More Christmas Hymns Give Me!

I love Christmas carols. In a typical year, I start listening to Christmas music by October at the latest, just to make sure I can be sure to enjoy it fully by the time Christmas actually rolls around. So it makes me sad that we have space for only 14 Christmas hymns in our hymnal. It’s not a big surprise, given that it’s not a lengthy hymnal1 to begin with, but it’s still unfortunate.

I thought it might be an interesting exercise to consider which of the 14 I might be willing to give up, and which ones I might like to add to take their place. Perhaps I’ll even think of an extra few to add in case we one day get a super-sized hymnal.

Here’s what we’ve got in the hymnal now:

Joy to the World
Oh, Come, All Ye Faithful
Angels We Have Heard on High
Silent Night
Once in Royal David’s City
Away in a Manger
It Came upon the Midnight Clear
O Little Town of Bethlehem
Hark! The Herald Angels Sing
With Wondering Awe
While Shepherds Watched Their Flocks
Far, Far Away on Judea’s Plains
The First Noel
I Heard the Bells on Christmas Day

This isn’t adding or removing entire hymns, but I would be happy if we could sing “Heaven and nature sing” in “Joy to the World” instead of “Saint and angels sing.” When I was growing up, I remember hearing my mother complain that the Mormon version sounds overly exclusive, and I think she’s spot on. “Heaven and nature” sounds vast; “Saints and angels” sounds like a little club of self-satisfied people patting each other on the back for being more righteous than everyone else.

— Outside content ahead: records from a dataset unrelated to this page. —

use super::{AgentIdentity, AgentInvoker};
use std::collections::HashMap;
use std::fmt;
use std::sync::Arc;
use thiserror::Error;

#[derive(Debug, Clone, PartialEq, Eq, Error)]
pub enum GraphError {
    #[error("agent identity must not be empty")]
    EmptyIdentity,

    #[error("graph has no stages")]
    EmptyGraph,

    #[error("parallel group at stage {stage} has no members")]
    EmptyGroup { stage: usize },

    #[error("agent {0} appears more than once")]
    DuplicateAgent(String),

    #[error("agents {first} and {second} share the label \"{label}\"")]
    LabelCollision {
        label: String,
        first: String,
        second: String,
    },
}

/// One agent as seen by the graph
#[derive(Clone)]
pub struct AgentRef {
    pub identity: AgentIdentity,
    pub description: String,
    pub invoker: Arc<dyn AgentInvoker>,
}

impl AgentRef {
    pub fn new(
        identity: AgentIdentity,
        description: impl Into<String>,
        invoker: Arc<dyn AgentInvoker>,
    ) -> Self {
        Self {
            identity,
            description: description.into(),
            invoker,
        }
    }
}

impl fmt::Debug for AgentRef {
    fn fmt(&self, f: &mut fmt::Formatter<'_>) -> fmt::Result {
        f.debug_struct("AgentRef")
            .field("identity", &self.identity)
            .field("description", &self.description)
            .finish()
    }
}

#[derive(Debug, Clone)]
pub enum Stage {
    Single(AgentRef),
    /// Members run concurrently; the stage ends when all have finished
    Parallel(Vec<AgentRef>),
}

impl Stage {
    pub fn members(&self) -> &[AgentRef] {
        match self {
            Stage::Single(agent) => std::slice::from_ref(agent),
            Stage::Parallel(agents) => agents,
        }
    }
}

/// Ordered, immutable sequence of stages
#[derive(Debug, Clone)]
pub struct OrchestrationGraph {
    name: String,
    stages: Vec<Stage>,
}

impl OrchestrationGraph {
    pub fn builder(name: impl Into<String>) -> GraphBuilder {
        GraphBuilder {
            name: name.into(),
            stages: Vec::new(),
        }
    }

    pub fn name(&self) -> &str {
        &self.name
    }

    pub fn stages(&self) -> &[Stage] {
        &self.stages
    }

    /// Total number of agents across all stages
    pub fn agent_count(&self) -> usize {
        self.stages.iter().map(|s| s.members().len()).sum()
    }

    pub fn identities(&self) -> Vec<AgentIdentity> {
        self.stages
            .iter()
            .flat_map(|s| s.members().iter().map(|a| a.identity.clone()))
            .collect()
    }
}

pub struct GraphBuilder {
    name: String,
    stages: Vec<Stage>,
}

impl GraphBuilder {
    pub fn then(mut self, agent: AgentRef) -> Self {
        self.stages.push(Stage::Single(agent));
        self
    }

    pub fn parallel(mut self, agents: Vec<AgentRef>) -> Self {
        self.stages.push(Stage::Parallel(agents));
        self
    }

    /// Validate and freeze the graph.
    ///
    /// Identities must be unique and map to distinct labels, since the
    /// delegation record is addressed by label.
    pub fn build(self) -> Result<OrchestrationGraph, GraphError> {
        if self.stages.is_empty() {
            return Err(GraphError::EmptyGraph);
        }

        let mut labels: HashMap<String, AgentIdentity> = HashMap::new();
        for (index, stage) in self.stages.iter().enumerate() {
            if stage.members().is_empty() {
                return Err(GraphError::EmptyGroup { stage: index });
            }
            for agent in stage.members() {
                let label = agent.identity.label();
                if let Some(first) = labels.get(&label) {
                    if *first == agent.identity {
                        return Err(GraphError::DuplicateAgent(agent.identity.to_string()));
                    }
                    return Err(GraphError::LabelCollision {
                        label,
                        first: first.to_string(),
                        second: agent.identity.to_string(),
                    });
                }
                labels.insert(label, agent.identity.clone());
            }
        }

        Ok(OrchestrationGraph {
            name: self.name,
            stages: self.stages,
        })
    }
}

But as far as whole hymns go, I could stand to drop “Once in Royal David’s City.” I haven’t heard that much outside a Mormon context, so it doesn’t really signal Christmas to me. Ditto for “I Heard the Bells on Christmas Day.” It expresses a great sentiment, but the music isn’t that interesting, and I only ever hear it at church. I know that “Far, Far Away on Judea’s Plains” is a Mormon hymn, so of course it should also be tossed by this criterion, but I have a soft spot for it because I remember singing it a lot for primary Christmas programs as a kid.

Most of the rest, I love. “The First Noel” is one of my favorites. Also “Hark! The Herald Angels Sing,” although it would be nice if we could clean up some of the gender exclusive language (“Born to raise the sons of earth”? No thanks.). Even the ones where I’m not particularly taken with the music itself, like “Silent Night,” are so associated with Christmas in my mind that I love them anyway.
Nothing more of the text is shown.